L’INDUSTRIA DELL’INSICUREZZA

Avete mai notato come il corpo femminile sia sempre messo in dubbio per la propria bellezza? Ormai, la maggior parte della pubblicità che ci ritroviamo sui social, in Tv e sulle riviste, è quella riguardante il mercato beauty. Eppure il grado di soddisfazione del proprio corpo (per quanto riguarda donne e adolescenti) è sempre più basso e, ormai, si sta normalizzando un senso di inadeguatezza. 

L’ideale di bellezza, che esiste da anni, vede un’immagine della bellezza parecchio limitata che rappresenta solo il 2% della popolazione, eppure questo ideale viene inseguito dalla maggior parte delle donne. Non è sempre stato così, però, basta guardare indietro agli anni 60’, per capire come lo standard di bellezza fosse molto diverso: un corpo formoso e in carne non era mai stato un problema.

Perché vorremmo o pensiamo di dover assomigliare a questo ideale mediatico?

E’ iniziato tutto un secolo fa, durante la prima guerra mondiale: con gli uomini assenti, in quanto impegnati al fronte, le donne si trovano da sole a coprire ruoli diversi, prima riservati solo al genere maschile, guadagnando così più indipendenza, soprattutto sul piano economico. 

L’indipendenza che si instaura non viene vista di buon occhio dal patriarcato, che ha trovato un ottimo modo per far spendere quei guadagni, mettendo in testa alle donne che il loro corpo era un problema, e che dovevano spendere i loro soldi e il loro tempo per sistemarlo. E qual è il modo migliore perché il messaggio sia recepito? Tramite i media e la pubblicità.

Il modo di fare pubblicità, dopo la seconda guerra mondiale, cambia radicalmente. Non vengono più commercializzati prodotti essenziali, di cui l’uomo ha veramente bisogno, ma viene imposto un modello consumistico. Da questo momento, l’uomo è spinto a consumare prodotti di cui non ha necessità, ma che in un certo senso elevano la percezione di sé. 

Pertanto, l’industria pubblicitaria aveva l’obiettivo di creare un prodotto che potesse risolvere un problema, ma allo stesso tempo doveva coinvolgere solo le donne. E così, da questo momento, tramite la pubblicità, la televisione e le riviste, iniziarono a porre dubbi e insicurezze sul corpo femmine, dubbi che in realtà erano e sono del tutto infondati. 

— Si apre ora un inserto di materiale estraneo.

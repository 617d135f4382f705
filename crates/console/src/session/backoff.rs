//! Reconnect backoff policy.

use std::time::Duration;

/// Default delay before the first reconnect attempt.
pub const INITIAL_BACKOFF_MS: u64 = 2_000;
/// Ceiling for the reconnect delay.
pub const MAX_BACKOFF_MS: u64 = 30_000;

/// Backoff state for unexpected disconnects.
///
/// The delay starts at the seed, doubles after every scheduled reconnect and
/// saturates at the cap. Both the delay and the attempt counter go back to
/// their seed values on [`reset`](Self::reset).
#[derive(Debug, Clone, PartialEq, Eq)]
pub struct ReconnectPolicy {
    initial: Duration,
    max: Duration,
    delay: Duration,
    attempt: u32,
}

impl Default for ReconnectPolicy {
    fn default() -> Self {
        Self::new(
            Duration::from_millis(INITIAL_BACKOFF_MS),
            Duration::from_millis(MAX_BACKOFF_MS),
        )
    }
}

impl ReconnectPolicy {
    /// Creates a policy with the given seed delay and cap.
    pub fn new(initial: Duration, max: Duration) -> Self {
        Self {
            initial,
            max,
            delay: initial,
            attempt: 0,
        }
    }

    /// Current delay, i.e. the one the next reconnect will wait for.
    pub fn delay(&self) -> Duration {
        self.delay
    }

    /// Number of consecutive unexpected disconnects since the last reset.
    pub fn attempt(&self) -> u32 {
        self.attempt
    }

    /// Returns whether a reconnect is in progress (at least one failure recorded).
    pub fn is_reconnecting(&self) -> bool {
        self.attempt > 0
    }

    /// Records an unexpected disconnect.
    ///
    /// Returns the attempt number and the delay to wait before reconnecting,
    /// then doubles the stored delay up to the cap.
    pub fn record_failure(&mut self) -> (u32, Duration) {
        self.attempt = self.attempt.saturating_add(1);
        let delay = self.delay;
        self.delay = std::cmp::min(delay.saturating_mul(2), self.max);
        (self.attempt, delay)
    }

    /// Returns the policy to its seed values.
    pub fn reset(&mut self) {
        self.delay = self.initial;
        self.attempt = 0;
    }
}
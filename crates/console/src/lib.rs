//! # HostPanel Console Library
//!
//! This crate provides the live console client for HostPanel game servers:
//! it attaches to a server's log stream, keeps the connection alive across
//! drops and shows install and startup progress while the server comes up.
//!
//! ## Overview
//!
//! - **Connection State Machine**: connect only while the server is live,
//!   reconnect with exponential backoff, ignore events from stale channels
//! - **Log Buffer**: bounded scrollback with reconnect/disconnect markers
//! - **Classifiers**: per-line display styles and startup milestones
//! - **Install Progress**: time-based estimate anchored on the creation time
//! - **Command Input**: submission gating and command history
//! - **Network**: WebSocket console channel and lifecycle API polling
//! - **User Interface**: ratatui console screen
//!
//! ## Architecture
//!
//! ```text
//! ┌──────────────────────────────────────────────────────────────┐
//! │                       SessionRunner                          │
//! │  ┌────────────────────────────────────────────────────────┐  │
//! │  │                   ConsoleSession                       │  │
//! │  │  ConnectionMachine │ LogIngest │ InstallTracker │ Input │  │
//! │  └────────────────────────────────────────────────────────┘  │
//! │         ▲ events                      │ actions              │
//! │  ┌──────┴────────┐  ┌───────────────┐ ▼ ┌────────────────┐   │
//! │  │ StatusPoller  │  │  timers       │   │ WebSocket      │   │
//! │  │ (REST API)    │  │  (tokio)      │   │ transport      │   │
//! │  └───────────────┘  └───────────────┘   └────────────────┘   │
//! └──────────────────────────────────────────────────────────────┘
//! ```
//!
//! ## Quick Start
//!
//! ```rust,no_run
//! use std::sync::Arc;
//!
//! use console::auth::StaticCredential;
//! use console::network::WebSocketTransport;
//! use console::{ConsoleSession, SessionRunner};
//!
//! #[tokio::main]
//! async fn main() -> anyhow::Result<()> {
//!     let url = protocol::console_url("https://panel.example.com", "srv-1")?;
//!     let mut runner = SessionRunner::new(
//!         ConsoleSession::new("srv-1"),
//!         url,
//!         Arc::new(WebSocketTransport::default()),
//!         Arc::new(StaticCredential::new("jwt")),
//!     );
//!
//!     // Status events from the poller drive the connection.
//!     while !runner.is_finished() {
//!         runner.step().await;
//!     }
//!     Ok(())
//! }
//! ```
//!
//! ## Modules
//!
//! - [`config`]: Configuration loading and defaults
//! - [`auth`]: Credential providers
//! - [`session`]: Session state, classifiers and the async runner
//! - [`network`]: Console channel transport and lifecycle API client
//! - [`ui`]: Terminal console

pub mod auth;
pub mod config;
pub mod network;
pub mod session;
pub mod ui;

// Re-export protocol for convenience
pub use protocol;

// Re-export config types for convenience
pub use config::Config;

// Re-export session types for convenience
pub use session::{
    Action, ConnectionState, ConsoleSession, LineStyle, LogBuffer, ReconnectPolicy, SessionEvent,
    SessionRunner,
};

// Re-export network types for convenience
pub use network::{ApiClient, ConsoleTransport, StatusPoller, WebSocketTransport};

// Re-export UI types for convenience
pub use ui::{ConsoleTui, ConsoleView, KeyOutcome};
//! Bounded console log and inbound frame ingestion.
//!
//! [`LogIngest`] is the only writer of the log buffer. It decodes inbound
//! frames, runs the startup-milestone classifier on the line about to be
//! stored, then appends it, evicting the oldest entries beyond
//! [`LOG_CAPACITY`]. Connection lifecycle notices go through
//! [`LogIngest::append_marker`]; they are stored like any other line and only
//! differ by their leading [`MARKER_PREFIX`].

use std::collections::VecDeque;
use std::time::Duration;

use chrono::NaiveTime;

use super::classify::StartupProgress;

/// Maximum number of lines kept in the console log.
pub const LOG_CAPACITY: usize = 500;

/// Leading delimiter of locally generated marker lines.
pub const MARKER_PREFIX: char = '\u{2014}';

/// Returns whether a stored line is a synthetic marker.
pub fn is_marker(line: &str) -> bool {
    line.starts_with(MARKER_PREFIX)
}

/// Formats a marker timestamp as `HH:MM:SS`.
fn clock(at: NaiveTime) -> String {
    at.format("%H:%M:%S").to_string()
}

/// Formats a reconnect delay for display (`2s`, `1.5s`).
pub fn format_delay(delay: Duration) -> String {
    if delay.subsec_millis() == 0 {
        format!("{}s", delay.as_secs())
    } else {
        format!("{:.1}s", delay.as_secs_f64())
    }
}

/// Marker appended when a dropped channel comes back.
pub fn reconnected_marker(at: NaiveTime) -> String {
    format!("{} reconnected at {} {}", MARKER_PREFIX, clock(at), MARKER_PREFIX)
}

/// Marker appended when the channel closes and no reconnect follows.
pub fn disconnected_marker(at: NaiveTime) -> String {
    format!("{} disconnected at {} {}", MARKER_PREFIX, clock(at), MARKER_PREFIX)
}

/// Marker appended when an unexpected close schedules a reconnect.
pub fn reconnecting_marker(attempt: u32, at: NaiveTime, delay: Duration) -> String {
    if attempt <= 1 {
        format!(
            "{} disconnected at {} {} reconnecting in {}...",
            MARKER_PREFIX,
            clock(at),
            MARKER_PREFIX,
            format_delay(delay)
        )
    } else {
        format!(
            "{} reconnect attempt {} at {} in {}...",
            MARKER_PREFIX,
            attempt,
            clock(at),
            format_delay(delay)
        )
    }
}

/// Insertion-ordered ring of log lines with a fixed capacity.
#[derive(Debug, Clone)]
pub struct LogBuffer {
    lines: VecDeque<String>,
    capacity: usize,
    pushed: u64,
}

impl Default for LogBuffer {
    fn default() -> Self {
        Self::with_capacity(LOG_CAPACITY)
    }
}

impl LogBuffer {
    /// Creates an empty buffer holding at most `capacity` lines.
    pub fn with_capacity(capacity: usize) -> Self {
        let capacity = capacity.max(1);
        Self {
            lines: VecDeque::with_capacity(capacity),
            capacity,
            pushed: 0,
        }
    }

    /// Appends a line, dropping the oldest ones beyond capacity.
    pub fn push(&mut self, line: String) {
        self.lines.push_back(line);
        while self.lines.len() > self.capacity {
            self.lines.pop_front();
        }
        self.pushed += 1;
    }

    /// Removes every stored line.
    ///
    /// The running push count is kept so readers tracking it never see it go
    /// backwards.
    pub fn clear(&mut self) {
        self.lines.clear();
    }

    pub fn len(&self) -> usize {
        self.lines.len()
    }

    pub fn is_empty(&self) -> bool {
        self.lines.is_empty()
    }

    pub fn capacity(&self) -> usize {
        self.capacity
    }

    /// Returns whether older output has been (or is about to be) evicted.
    pub fn is_full(&self) -> bool {
        self.lines.len() >= self.capacity
    }

    /// Total number of lines ever pushed, including evicted and cleared ones.
    pub fn pushed_total(&self) -> u64 {
        self.pushed
    }

    /// Lines pushed since a reader last observed `pushed_total() == seen`,
    /// limited to what is still stored.
    pub fn since(&self, seen: u64) -> impl Iterator<Item = &str> {
        let fresh = self.pushed.saturating_sub(seen).min(self.lines.len() as u64) as usize;
        self.lines
            .iter()
            .skip(self.lines.len() - fresh)
            .map(String::as_str)
    }

    pub fn get(&self, index: usize) -> Option<&str> {
        self.lines.get(index).map(String::as_str)
    }

    pub fn iter(&self) -> impl DoubleEndedIterator<Item = &str> + ExactSizeIterator {
        self.lines.iter().map(String::as_str)
    }

    /// Joins the stored lines with newlines, for export.
    pub fn to_text(&self) -> String {
        let mut out = String::new();
        for (i, line) in self.lines.iter().enumerate() {
            if i > 0 {
                out.push('\n');
            }
            out.push_str(line);
        }
        out
    }
}

/// Owner of the console log and the log-derived startup milestones.
#[derive(Debug, Clone, Default)]
pub struct LogIngest {
    buffer: LogBuffer,
    startup: StartupProgress,
}

impl LogIngest {
    pub fn new() -> Self {
        Self::default()
    }

    /// Creates an ingest with a custom buffer capacity.
    pub fn with_capacity(capacity: usize) -> Self {
        Self {
            buffer: LogBuffer::with_capacity(capacity),
            startup: StartupProgress::default(),
        }
    }

    /// Ingests one raw inbound frame.
    ///
    /// Never fails: frames that do not decode are stored verbatim.
    pub fn ingest_frame(&mut self, raw: &str) {
        let line = protocol::decode_line(raw);
        self.ingest_line(line);
    }

    /// Classifies and stores one display line.
    pub fn ingest_line(&mut self, line: String) {
        self.startup = self.startup.advance(&line);
        self.buffer.push(line);
    }

    /// Stores a synthetic marker line without classifying it.
    pub fn append_marker(&mut self, marker: String) {
        debug_assert!(is_marker(&marker));
        self.buffer.push(marker);
    }

    /// Empties the log (fresh connection).
    pub fn clear(&mut self) {
        self.buffer.clear();
    }

    pub fn buffer(&self) -> &LogBuffer {
        &self.buffer
    }

    pub fn startup(&self) -> &StartupProgress {
        &self.startup
    }

    pub fn startup_mut(&mut self) -> &mut StartupProgress {
        &mut self.startup
    }
}
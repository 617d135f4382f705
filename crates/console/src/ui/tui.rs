//! Terminal User Interface for the HostPanel console.
//!
//! This module provides a ratatui-based live console: server header with a
//! connection indicator, install or startup progress, the scrollable log and
//! the command line.

use std::io::{self, Stdout};
use std::path::{Path, PathBuf};
use std::time::Duration;

use chrono::Local;
use crossterm::{
    event::{self, Event, KeyCode, KeyEvent, KeyEventKind, KeyModifiers},
    execute,
    terminal::{disable_raw_mode, enable_raw_mode, EnterAlternateScreen, LeaveAlternateScreen},
};
use protocol::ServerStatus;
use ratatui::{
    backend::CrosstermBackend,
    layout::{Constraint, Direction, Layout, Rect},
    style::{Color, Modifier, Style},
    text::{Line, Span},
    widgets::{Block, Borders, Gauge, List, ListItem, Paragraph},
    Frame, Terminal,
};

use super::scroll::Scrollback;
use crate::session::install::INSTALL_STEPS;
use crate::session::{classify_style, ConsoleSession, LineStyle, SessionEvent, SessionRunner};

const TRIMMED_NOTICE: &str = "\u{2014} older output trimmed \u{2014}";
const EMPTY_NOTICE: &str = "Waiting for output...";

/// What a key press asks the outer loop to do.
#[derive(Debug, Clone, Copy, PartialEq, Eq)]
pub enum KeyOutcome {
    None,
    Submit,
    Export,
    Quit,
}

/// Terminal-independent view state.
#[derive(Debug, Clone)]
pub struct ConsoleView {
    scroll: Scrollback,
    scroll_step: usize,
    expanded: bool,
    notice: Option<String>,
}

impl ConsoleView {
    pub fn new(scroll_step: usize) -> Self {
        Self {
            scroll: Scrollback::new(),
            scroll_step: scroll_step.max(1),
            expanded: false,
            notice: None,
        }
    }

    pub fn scroll(&self) -> &Scrollback {
        &self.scroll
    }

    pub fn is_expanded(&self) -> bool {
        self.expanded
    }

    pub fn notice(&self) -> Option<&str> {
        self.notice.as_deref()
    }

    pub fn set_notice(&mut self, notice: impl Into<String>) {
        self.notice = Some(notice.into());
    }

    /// Catches the scroll position up with the log.
    pub fn sync(&mut self, session: &ConsoleSession) {
        self.scroll.sync(session.log().buffer());
    }

    /// Handles a keyboard event.
    pub fn handle_key(&mut self, key: KeyEvent, session: &mut ConsoleSession) -> KeyOutcome {
        let ctrl = key.modifiers.contains(KeyModifiers::CONTROL);
        let can_input = session.can_input();
        let len = session.log().buffer().len();

        match key.code {
            KeyCode::Char('c') | KeyCode::Char('d') if ctrl => return KeyOutcome::Quit,
            KeyCode::Esc => return KeyOutcome::Quit,
            KeyCode::Char('e') if ctrl => self.expanded = !self.expanded,
            KeyCode::Char('s') if ctrl => return KeyOutcome::Export,
            KeyCode::PageUp => self.scroll.scroll_up(self.scroll_step, len),
            KeyCode::PageDown => self.scroll.scroll_down(self.scroll_step),
            KeyCode::End => self.scroll.jump_to_latest(),
            KeyCode::Enter if can_input => return KeyOutcome::Submit,
            KeyCode::Up if can_input => session.input_mut().recall_older(),
            KeyCode::Down if can_input => session.input_mut().recall_newer(),
            KeyCode::Backspace if can_input => session.input_mut().backspace(),
            KeyCode::Char(c) if can_input && !ctrl => session.input_mut().insert_char(c),
            _ => {}
        }
        KeyOutcome::None
    }
}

Il termine “cellulite” è apparso per la prima volta in un articolo sulla famosissima rivista Vogue, nel 1968, dove veniva descritta come un “attributo deturpante”. Eppure più del 90% delle donne nel mondo ha la cellulite, per cui la cellulite era considerata normale, prima di Vogue. Le parole che vengono utilizzate nella nota rivista non sono di origine scientifica, ma il metodo si è diffuso, infatti negli USA, diversi brand sono stati denunciati per “pubblicità falsa e ingannevole”  dalla FTC (Federal Trade commision). La vera cura per la cellulite non esiste, in quanto si tratta di una semplice condizione umana, trasformata strategicamente in una patologia femminile. Da lì in poi sarebbero comparsi migliaia di articoli in riviste femminili di tutto il mondo, che mettevano a disposizioni cure per altre “imperfezioni” di natura sempre infondata, con particolare focus sulla magrezza che con gli anni sarebbe diventata sempre patologica. Un ciclo continuo che continua ancora nei nostri giorni, con lo scopo di avvelenare la nostra autostima per arricchire l’industria della moda, della cosmetica e della chirurgia estetica. Industrie che vivono delle nostre insicurezze, proiettandosi sempre di più ad un ideale di bellezza inumano.